**Problem statement:**
For the entries below, report every line that includes the word "Path".

======== Data listing ========

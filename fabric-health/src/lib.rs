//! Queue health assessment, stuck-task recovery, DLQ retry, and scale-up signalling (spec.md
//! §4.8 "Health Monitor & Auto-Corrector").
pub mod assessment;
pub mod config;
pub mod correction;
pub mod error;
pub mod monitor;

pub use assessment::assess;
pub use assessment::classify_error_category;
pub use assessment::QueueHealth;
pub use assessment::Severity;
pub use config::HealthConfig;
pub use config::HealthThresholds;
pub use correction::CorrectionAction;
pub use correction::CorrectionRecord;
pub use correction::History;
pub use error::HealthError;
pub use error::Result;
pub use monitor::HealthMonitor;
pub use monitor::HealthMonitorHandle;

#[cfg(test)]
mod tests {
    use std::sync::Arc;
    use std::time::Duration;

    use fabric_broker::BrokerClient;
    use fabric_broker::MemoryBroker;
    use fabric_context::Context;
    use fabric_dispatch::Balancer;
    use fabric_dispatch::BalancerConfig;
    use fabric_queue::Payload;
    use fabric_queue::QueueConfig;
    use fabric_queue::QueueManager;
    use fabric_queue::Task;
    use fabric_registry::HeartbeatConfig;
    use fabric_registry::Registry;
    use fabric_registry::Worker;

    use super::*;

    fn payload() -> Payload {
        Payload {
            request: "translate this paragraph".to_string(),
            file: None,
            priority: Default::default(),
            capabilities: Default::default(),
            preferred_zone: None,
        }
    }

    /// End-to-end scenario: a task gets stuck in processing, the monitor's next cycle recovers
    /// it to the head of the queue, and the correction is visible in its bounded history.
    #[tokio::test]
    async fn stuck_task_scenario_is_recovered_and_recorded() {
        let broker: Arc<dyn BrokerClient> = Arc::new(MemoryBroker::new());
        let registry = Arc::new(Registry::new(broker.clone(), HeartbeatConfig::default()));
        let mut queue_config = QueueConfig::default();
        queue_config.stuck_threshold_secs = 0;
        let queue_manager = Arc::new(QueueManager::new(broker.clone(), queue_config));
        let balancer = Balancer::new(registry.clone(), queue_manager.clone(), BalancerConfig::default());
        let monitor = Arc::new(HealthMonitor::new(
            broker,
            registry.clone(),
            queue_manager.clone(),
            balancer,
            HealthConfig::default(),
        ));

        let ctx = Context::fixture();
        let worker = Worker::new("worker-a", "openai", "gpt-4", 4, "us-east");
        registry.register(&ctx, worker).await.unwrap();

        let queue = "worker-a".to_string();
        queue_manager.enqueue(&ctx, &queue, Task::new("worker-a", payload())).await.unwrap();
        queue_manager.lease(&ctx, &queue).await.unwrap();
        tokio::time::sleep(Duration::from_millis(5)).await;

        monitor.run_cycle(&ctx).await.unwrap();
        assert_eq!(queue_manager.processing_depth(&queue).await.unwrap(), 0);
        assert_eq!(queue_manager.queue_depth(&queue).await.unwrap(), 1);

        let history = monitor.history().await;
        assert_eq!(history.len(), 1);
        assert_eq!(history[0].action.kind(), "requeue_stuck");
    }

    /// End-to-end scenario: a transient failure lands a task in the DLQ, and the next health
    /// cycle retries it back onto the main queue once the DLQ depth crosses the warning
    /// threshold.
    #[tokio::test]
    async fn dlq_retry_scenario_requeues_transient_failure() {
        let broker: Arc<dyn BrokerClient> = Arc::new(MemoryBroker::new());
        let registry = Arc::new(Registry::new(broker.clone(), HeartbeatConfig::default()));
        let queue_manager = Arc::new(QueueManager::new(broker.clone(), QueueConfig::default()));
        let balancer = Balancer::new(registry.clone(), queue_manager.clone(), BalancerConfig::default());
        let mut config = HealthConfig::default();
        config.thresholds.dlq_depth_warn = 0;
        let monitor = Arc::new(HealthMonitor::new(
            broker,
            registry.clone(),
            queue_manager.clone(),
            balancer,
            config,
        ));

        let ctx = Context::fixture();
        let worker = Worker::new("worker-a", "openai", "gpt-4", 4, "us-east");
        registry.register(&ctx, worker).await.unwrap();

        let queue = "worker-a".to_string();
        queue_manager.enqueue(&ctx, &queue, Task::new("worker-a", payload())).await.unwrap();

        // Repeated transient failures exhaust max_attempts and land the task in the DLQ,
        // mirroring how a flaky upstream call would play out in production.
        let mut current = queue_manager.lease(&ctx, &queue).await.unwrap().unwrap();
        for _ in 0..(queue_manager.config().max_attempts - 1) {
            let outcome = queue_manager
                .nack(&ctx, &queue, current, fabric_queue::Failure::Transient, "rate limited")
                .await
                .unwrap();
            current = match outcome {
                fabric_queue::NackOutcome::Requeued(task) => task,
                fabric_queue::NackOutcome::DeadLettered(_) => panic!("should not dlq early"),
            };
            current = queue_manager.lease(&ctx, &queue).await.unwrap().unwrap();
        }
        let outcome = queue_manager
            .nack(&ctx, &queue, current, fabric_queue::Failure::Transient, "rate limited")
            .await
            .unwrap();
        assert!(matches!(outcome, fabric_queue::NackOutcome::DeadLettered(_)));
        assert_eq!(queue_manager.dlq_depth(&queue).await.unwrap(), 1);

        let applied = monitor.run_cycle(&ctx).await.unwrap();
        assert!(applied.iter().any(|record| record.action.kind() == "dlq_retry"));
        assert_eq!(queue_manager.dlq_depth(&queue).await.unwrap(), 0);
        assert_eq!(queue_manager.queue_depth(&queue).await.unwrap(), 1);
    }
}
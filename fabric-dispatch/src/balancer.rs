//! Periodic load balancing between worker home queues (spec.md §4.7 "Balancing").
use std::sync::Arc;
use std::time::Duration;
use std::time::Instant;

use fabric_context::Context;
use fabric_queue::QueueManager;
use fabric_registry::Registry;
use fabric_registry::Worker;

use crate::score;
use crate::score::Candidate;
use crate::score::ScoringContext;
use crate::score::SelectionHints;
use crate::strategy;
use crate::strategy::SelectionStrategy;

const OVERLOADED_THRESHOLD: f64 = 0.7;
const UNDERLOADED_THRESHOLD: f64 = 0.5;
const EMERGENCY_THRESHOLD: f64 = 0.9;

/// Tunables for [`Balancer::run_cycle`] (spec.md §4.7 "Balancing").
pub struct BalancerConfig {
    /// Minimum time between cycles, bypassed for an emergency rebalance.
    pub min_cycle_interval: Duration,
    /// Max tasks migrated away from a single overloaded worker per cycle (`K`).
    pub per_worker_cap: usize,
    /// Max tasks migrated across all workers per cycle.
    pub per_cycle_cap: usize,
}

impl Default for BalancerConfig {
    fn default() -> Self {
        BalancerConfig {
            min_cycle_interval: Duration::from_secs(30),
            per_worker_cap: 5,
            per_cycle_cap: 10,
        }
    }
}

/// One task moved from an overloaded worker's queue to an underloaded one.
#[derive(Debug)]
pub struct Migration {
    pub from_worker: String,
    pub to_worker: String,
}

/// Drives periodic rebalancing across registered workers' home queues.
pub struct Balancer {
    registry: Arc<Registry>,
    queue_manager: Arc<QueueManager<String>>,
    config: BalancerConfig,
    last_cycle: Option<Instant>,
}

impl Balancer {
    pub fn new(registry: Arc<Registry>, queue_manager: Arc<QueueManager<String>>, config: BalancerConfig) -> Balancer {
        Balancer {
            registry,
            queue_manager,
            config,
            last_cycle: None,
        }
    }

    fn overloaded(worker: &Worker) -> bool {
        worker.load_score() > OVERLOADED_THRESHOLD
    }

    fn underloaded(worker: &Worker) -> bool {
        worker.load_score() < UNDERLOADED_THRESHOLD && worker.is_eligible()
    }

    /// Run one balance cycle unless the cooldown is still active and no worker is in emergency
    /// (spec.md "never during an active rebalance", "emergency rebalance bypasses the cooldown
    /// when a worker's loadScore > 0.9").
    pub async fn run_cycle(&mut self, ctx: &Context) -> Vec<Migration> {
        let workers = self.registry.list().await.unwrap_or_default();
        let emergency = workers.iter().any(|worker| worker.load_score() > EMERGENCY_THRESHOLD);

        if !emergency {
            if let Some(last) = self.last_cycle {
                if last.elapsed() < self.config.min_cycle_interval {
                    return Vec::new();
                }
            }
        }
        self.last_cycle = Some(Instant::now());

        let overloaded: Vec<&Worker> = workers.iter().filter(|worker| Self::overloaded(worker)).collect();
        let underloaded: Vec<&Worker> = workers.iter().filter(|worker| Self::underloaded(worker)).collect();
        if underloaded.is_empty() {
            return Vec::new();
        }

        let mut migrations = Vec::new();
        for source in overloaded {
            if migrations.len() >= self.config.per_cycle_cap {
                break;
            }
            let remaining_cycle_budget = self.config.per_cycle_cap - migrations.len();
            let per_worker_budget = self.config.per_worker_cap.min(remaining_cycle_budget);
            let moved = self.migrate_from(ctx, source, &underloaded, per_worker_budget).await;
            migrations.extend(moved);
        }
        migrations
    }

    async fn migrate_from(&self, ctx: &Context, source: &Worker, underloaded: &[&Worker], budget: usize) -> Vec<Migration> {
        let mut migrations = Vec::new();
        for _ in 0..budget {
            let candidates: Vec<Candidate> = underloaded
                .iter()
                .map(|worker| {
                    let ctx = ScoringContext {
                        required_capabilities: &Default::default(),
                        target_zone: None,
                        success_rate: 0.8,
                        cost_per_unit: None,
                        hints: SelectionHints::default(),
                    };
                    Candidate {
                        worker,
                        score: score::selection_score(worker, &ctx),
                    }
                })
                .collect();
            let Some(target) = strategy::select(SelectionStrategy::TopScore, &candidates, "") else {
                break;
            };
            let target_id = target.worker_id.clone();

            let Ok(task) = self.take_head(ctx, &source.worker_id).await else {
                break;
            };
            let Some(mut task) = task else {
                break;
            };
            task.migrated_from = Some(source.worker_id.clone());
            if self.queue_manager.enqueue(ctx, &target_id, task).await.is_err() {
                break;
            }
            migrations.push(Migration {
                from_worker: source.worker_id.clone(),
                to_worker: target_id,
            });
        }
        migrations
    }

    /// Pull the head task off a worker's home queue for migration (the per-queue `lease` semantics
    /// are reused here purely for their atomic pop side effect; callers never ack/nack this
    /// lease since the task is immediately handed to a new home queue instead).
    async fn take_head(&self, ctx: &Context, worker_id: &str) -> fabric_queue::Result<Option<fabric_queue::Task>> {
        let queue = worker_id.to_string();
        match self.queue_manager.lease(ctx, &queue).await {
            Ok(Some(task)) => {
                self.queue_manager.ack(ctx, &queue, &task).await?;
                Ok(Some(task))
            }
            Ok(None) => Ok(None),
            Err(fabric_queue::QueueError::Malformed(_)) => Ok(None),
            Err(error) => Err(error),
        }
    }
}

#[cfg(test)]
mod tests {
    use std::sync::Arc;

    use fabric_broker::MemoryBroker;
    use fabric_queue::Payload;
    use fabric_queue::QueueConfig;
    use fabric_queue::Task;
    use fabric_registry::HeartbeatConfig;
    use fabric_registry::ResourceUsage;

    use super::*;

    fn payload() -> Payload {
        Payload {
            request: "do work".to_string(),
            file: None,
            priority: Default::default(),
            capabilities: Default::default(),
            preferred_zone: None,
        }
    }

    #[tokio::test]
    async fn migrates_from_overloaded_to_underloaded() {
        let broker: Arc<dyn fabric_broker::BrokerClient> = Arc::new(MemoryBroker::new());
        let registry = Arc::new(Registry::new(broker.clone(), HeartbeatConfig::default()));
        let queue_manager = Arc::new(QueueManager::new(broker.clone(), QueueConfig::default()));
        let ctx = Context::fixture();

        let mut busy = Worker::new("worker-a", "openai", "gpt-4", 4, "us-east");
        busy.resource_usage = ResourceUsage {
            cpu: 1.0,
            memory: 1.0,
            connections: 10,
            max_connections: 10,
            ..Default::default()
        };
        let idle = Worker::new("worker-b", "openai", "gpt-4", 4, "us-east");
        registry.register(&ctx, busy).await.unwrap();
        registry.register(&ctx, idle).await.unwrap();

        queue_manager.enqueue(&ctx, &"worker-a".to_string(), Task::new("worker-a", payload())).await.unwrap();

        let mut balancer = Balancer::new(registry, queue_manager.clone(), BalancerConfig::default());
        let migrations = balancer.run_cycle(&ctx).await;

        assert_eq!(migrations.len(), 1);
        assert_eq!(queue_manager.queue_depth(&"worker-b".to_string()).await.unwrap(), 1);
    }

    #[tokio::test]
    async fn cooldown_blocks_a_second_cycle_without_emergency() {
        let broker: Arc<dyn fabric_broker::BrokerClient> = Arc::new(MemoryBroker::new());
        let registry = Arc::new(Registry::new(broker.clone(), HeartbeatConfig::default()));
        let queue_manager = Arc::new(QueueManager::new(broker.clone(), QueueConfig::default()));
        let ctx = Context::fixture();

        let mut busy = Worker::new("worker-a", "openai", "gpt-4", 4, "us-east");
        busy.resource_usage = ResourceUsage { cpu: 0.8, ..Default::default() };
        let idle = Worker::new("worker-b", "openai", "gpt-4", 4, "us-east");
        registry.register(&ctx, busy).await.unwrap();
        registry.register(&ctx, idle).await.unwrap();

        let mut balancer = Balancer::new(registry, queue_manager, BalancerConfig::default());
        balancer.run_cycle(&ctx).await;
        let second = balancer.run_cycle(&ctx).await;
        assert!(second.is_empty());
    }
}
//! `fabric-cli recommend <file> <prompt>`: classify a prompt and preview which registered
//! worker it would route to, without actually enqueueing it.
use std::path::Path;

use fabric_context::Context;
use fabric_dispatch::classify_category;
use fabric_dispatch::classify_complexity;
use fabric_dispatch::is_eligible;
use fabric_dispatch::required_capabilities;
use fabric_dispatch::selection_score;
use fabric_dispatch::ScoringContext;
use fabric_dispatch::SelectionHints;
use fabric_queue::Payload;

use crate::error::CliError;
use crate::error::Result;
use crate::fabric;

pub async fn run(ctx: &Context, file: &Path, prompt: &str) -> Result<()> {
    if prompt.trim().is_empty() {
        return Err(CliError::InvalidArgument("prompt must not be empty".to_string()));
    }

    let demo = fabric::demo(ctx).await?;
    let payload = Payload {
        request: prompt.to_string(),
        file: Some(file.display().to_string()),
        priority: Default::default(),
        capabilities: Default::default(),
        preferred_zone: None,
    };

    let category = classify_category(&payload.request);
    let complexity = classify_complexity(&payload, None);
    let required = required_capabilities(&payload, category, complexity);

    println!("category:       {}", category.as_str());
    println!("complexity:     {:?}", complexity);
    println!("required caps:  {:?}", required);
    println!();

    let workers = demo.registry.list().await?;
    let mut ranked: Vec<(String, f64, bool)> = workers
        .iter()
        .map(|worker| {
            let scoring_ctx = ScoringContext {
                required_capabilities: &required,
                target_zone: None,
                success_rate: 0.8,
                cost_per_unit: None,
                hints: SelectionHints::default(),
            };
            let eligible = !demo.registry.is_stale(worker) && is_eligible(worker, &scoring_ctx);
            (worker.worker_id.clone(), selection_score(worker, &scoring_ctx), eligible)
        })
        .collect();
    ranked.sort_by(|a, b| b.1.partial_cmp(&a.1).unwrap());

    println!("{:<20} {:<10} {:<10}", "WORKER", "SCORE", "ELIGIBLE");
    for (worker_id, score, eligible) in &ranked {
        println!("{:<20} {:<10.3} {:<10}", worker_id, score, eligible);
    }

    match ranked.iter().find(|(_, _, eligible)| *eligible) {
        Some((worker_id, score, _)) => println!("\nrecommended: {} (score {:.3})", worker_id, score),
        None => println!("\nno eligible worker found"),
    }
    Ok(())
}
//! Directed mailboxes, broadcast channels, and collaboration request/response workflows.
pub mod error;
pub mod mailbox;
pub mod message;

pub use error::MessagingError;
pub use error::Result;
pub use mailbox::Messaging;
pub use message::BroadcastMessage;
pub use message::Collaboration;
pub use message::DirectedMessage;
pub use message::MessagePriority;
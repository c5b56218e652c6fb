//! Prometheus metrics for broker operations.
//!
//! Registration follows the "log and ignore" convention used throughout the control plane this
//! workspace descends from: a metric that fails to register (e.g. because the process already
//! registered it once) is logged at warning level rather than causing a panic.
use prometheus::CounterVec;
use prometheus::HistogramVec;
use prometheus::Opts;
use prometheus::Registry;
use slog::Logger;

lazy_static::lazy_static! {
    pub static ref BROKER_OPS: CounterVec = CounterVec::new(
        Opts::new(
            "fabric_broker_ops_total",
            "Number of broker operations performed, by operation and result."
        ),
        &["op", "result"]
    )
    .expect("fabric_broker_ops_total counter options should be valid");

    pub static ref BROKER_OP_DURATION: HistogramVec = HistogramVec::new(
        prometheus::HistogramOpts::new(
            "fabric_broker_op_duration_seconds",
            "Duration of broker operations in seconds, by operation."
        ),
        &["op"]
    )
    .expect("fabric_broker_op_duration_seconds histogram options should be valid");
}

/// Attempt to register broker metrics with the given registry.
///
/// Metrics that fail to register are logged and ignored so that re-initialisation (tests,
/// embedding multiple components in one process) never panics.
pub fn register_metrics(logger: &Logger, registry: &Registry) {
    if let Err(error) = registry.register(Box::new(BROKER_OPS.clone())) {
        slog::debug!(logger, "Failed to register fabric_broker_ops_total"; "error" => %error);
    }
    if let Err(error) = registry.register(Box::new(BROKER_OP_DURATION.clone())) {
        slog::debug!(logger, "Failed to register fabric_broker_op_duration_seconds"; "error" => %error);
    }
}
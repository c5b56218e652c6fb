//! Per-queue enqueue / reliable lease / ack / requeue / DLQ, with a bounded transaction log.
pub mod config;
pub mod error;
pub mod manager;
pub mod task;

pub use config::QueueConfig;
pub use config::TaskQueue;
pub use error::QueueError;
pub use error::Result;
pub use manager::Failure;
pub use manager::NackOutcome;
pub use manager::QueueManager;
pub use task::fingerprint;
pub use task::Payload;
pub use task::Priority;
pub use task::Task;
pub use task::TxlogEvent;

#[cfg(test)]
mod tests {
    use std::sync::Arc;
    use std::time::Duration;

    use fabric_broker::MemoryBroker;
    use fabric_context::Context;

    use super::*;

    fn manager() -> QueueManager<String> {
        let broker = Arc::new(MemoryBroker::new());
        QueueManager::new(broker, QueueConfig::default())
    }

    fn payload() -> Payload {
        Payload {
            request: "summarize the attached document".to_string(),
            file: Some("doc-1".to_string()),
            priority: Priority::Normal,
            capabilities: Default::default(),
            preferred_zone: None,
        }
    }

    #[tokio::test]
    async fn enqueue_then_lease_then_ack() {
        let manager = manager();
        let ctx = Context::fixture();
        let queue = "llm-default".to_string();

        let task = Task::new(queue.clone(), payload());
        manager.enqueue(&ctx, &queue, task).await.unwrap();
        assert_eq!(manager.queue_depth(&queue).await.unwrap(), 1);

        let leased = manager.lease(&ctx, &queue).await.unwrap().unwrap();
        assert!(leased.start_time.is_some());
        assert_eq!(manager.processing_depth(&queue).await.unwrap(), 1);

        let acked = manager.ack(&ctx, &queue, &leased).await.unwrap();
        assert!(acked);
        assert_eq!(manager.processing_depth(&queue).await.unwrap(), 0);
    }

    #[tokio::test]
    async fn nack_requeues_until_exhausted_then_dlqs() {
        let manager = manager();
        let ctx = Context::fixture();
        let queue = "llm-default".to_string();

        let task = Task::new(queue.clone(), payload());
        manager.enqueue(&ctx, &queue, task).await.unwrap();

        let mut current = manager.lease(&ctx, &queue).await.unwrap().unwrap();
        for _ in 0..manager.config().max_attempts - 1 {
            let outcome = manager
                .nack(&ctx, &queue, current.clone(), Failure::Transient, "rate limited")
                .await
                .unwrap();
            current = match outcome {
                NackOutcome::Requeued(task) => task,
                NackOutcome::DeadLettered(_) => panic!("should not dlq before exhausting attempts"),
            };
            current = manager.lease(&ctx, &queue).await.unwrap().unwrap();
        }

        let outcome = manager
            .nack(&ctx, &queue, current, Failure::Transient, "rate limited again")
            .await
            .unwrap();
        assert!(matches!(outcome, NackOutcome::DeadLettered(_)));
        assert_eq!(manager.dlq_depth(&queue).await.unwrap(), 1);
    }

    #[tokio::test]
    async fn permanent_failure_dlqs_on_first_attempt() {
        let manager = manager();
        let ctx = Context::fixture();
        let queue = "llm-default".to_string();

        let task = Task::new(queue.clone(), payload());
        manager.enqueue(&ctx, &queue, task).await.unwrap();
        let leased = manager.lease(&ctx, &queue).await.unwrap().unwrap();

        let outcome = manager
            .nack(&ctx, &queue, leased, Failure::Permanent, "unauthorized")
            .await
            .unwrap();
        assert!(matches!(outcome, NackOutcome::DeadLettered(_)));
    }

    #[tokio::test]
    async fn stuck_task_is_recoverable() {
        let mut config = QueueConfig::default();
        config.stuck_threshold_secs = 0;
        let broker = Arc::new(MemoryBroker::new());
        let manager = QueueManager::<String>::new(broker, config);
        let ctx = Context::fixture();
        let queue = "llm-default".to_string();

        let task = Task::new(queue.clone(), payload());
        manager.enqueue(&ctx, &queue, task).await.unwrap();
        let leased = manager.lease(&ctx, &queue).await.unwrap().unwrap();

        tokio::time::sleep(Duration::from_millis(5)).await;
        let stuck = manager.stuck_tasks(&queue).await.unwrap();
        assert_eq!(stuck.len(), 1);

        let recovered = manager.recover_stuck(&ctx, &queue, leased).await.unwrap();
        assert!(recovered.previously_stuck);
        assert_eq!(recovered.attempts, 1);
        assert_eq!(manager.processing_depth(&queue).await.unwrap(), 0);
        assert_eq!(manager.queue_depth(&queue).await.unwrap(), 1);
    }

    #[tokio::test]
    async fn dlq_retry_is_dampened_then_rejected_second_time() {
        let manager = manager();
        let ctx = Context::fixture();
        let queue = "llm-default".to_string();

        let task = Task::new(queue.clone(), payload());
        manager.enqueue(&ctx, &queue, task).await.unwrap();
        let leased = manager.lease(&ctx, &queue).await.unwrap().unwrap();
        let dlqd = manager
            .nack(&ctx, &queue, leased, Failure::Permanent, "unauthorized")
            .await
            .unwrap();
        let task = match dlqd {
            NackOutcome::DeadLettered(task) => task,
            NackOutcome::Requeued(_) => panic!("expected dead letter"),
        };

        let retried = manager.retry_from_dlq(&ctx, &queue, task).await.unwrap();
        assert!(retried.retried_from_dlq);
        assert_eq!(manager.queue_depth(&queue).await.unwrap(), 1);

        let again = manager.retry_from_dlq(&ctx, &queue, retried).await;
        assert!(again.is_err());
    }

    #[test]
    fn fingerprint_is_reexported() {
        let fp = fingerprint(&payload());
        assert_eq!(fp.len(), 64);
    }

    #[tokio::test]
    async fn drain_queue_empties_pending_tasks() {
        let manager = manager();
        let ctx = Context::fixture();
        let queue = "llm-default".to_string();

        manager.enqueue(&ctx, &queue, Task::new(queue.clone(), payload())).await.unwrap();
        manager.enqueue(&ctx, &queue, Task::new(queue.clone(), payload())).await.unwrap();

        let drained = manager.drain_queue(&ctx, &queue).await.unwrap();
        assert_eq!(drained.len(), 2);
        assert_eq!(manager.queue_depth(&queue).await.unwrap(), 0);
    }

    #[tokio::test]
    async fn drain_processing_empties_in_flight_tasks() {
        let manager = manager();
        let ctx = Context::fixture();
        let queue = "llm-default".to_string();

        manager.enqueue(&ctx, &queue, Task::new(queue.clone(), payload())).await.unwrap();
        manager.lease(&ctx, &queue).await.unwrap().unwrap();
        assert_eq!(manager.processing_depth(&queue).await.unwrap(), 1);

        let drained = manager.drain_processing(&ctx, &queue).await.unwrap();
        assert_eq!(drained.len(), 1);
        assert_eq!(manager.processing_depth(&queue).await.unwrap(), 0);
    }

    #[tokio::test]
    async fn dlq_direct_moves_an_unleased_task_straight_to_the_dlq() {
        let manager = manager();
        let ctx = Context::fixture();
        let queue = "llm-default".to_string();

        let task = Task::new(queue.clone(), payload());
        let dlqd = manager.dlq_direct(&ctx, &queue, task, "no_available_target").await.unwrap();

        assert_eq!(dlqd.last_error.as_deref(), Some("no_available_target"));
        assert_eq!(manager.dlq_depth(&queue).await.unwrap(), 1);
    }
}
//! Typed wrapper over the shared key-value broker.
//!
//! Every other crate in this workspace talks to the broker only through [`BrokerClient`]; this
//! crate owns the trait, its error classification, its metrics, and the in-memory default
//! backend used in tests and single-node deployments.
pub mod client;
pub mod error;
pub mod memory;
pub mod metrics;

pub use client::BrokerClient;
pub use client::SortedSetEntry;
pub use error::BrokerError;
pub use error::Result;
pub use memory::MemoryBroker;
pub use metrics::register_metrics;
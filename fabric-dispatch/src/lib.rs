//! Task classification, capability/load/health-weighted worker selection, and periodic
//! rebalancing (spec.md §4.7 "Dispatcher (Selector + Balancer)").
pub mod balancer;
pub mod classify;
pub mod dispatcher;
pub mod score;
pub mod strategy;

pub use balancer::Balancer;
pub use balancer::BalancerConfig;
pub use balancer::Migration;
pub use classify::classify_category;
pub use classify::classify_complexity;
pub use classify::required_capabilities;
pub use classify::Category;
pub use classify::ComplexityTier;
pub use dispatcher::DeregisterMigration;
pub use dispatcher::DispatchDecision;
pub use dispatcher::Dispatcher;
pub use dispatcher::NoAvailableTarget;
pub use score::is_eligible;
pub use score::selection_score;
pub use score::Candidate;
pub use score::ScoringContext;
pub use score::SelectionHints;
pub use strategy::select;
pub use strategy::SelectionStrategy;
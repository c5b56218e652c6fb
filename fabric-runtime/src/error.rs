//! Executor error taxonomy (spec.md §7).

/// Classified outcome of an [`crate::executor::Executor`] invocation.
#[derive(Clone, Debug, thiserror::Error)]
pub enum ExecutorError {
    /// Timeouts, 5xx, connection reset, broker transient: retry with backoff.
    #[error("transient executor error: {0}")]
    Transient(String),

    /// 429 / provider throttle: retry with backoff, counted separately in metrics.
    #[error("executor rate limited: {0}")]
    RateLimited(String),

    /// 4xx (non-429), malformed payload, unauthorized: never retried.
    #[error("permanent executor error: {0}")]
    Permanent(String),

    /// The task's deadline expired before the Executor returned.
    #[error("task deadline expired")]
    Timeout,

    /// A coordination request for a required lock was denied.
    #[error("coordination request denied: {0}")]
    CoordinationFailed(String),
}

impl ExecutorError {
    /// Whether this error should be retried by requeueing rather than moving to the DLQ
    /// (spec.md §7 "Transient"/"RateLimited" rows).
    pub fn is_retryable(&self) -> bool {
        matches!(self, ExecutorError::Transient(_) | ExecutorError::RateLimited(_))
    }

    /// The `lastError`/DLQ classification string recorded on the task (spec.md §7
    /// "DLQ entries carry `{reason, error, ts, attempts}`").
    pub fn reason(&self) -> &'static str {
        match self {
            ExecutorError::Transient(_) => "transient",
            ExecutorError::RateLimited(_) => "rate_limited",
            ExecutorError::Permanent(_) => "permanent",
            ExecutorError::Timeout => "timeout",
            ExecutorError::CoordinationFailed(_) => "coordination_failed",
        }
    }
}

========

**Answer box:**
use std::path::Path;
pub async fn run(ctx: &Context, file: &Path, prompt: &str) -> Result<()> {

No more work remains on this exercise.